# Insurance claim tips



## Craig64 (Jul 16, 2015)

Myoko said:


> Am midway through an insurance claim for an injury that required me to cut a long holiday very short and thought I would pass on some tips. If you think the injury will be serious and you will need to claim;
> 
> HAVE INSURANCE FIRST OR DON'T GO. Keep a copy of the policy handy and understand it before you go.
> 
> ...


Gee..., what a depressing story.:medic:


----------



## Myoko (Dec 11, 2018)

Anytime you need to claim against any insurance, it usually is I'm afraid. 

Only shared it because I would have liked to have known it just in case shit happens, didn't want to depress anyone.

I ended it with a smile, what more do you want from me atm lol


----------



## Craig64 (Jul 16, 2015)

I used travel insurance once when one of my Burton wheelie sub got damaged by baggage handlers with all the inside plastic structural reinforcing being smashed (the outside was still okay). It was a few years old but in mint/as new condition as we had only used it on a couple of trips. It was $Au320 RRP at the time. When I put the claim in they depreciated the bag and said it was only worth $Au40 now. I said WTF, how does a bag depreciate, you can have it for a lifetime if you look after it. I argued with them back and force via emails and they ended up lifting it to $Au85 and said if I wanted to dispute it further take it to appeal. I never used them again. So I now understand that you only find how good insurance is when you use. 

Last year the I had a bag go missing. It had about $Au3000 worth of gear in it. Waited at the carousel for about an hour and no bag (had all our other luggage). A girl approached us saying her job is handling missing luggage and that it happens all the time.

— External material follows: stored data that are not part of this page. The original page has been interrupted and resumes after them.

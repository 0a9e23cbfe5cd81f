use schemars::JsonSchema;
use serde::{Deserialize, Serialize};
use serde_json::{json, Value};

use crate::engine::EngineContext;
use crate::error::{ErrorCode, ToolError};

use super::{non_blank, parse_args, ToolOutput};

/// Parameters for the `frame_get` MCP tool.
#[derive(Debug, Serialize, Deserialize, JsonSchema)]
pub struct FrameGetParams {
    #[schemars(description = "The frame id returned by frame_create or frame_search")]
    pub frame_id: String,
}

pub(crate) async fn run(ctx: &EngineContext, args: Value) -> Result<ToolOutput, ToolError> {
    let params: FrameGetParams = parse_args(args)?;
    let frame_id = non_blank(Some(&params.frame_id))
        .ok_or_else(|| ToolError::required_field("frame_id"))?
        .to_string();
    tracing::info!(frame_id = %frame_id, "frame_get called");

    let id = frame_id.clone();
    let frame = ctx
        .with_store(move |store| store.get_frame_by_id(&id).map_err(ToolError::storage_read))
        .await?;

    let Some(frame) = frame else {
        return Err(ToolError::guidance(
            ErrorCode::StorageNotFound,
            format!("Frame not found: {frame_id}"),
            [
                "Use frame_search to find frames by reference point, ticket or branch",
                "Use frame_list to browse recent frames",
            ],
        )
        .with_context(json!({ "frame_id": frame_id, "hintId": "hint_frame_not_found" })));
    };

    let text = format!(
        "Frame {} ({}, branch '{}')\n{}\nReference: {}\nNext: {}",
        frame.id,
        frame.timestamp,
        frame.branch,
        frame.summary_caption,
        frame.reference_point,
        frame.status_snapshot.next_action
    );
    ToolOutput::with_data(text, &frame)
}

WTF. They took all our details and 2 days later they rang us and said they had found our bag. Then went on to BS that it was left on the carousel. They drove it up to our house in a van that night. I was talking to the driver and he said he is flat out returning lost bags everyday. He said he had 12 in the van for that day just for his run. This had me worried as I would take for our family of 4 probably around $Au10k worth of gear overseas. I could imagine the insurance company trying to give me $100 if I lost a bag.


----------



## Myoko (Dec 11, 2018)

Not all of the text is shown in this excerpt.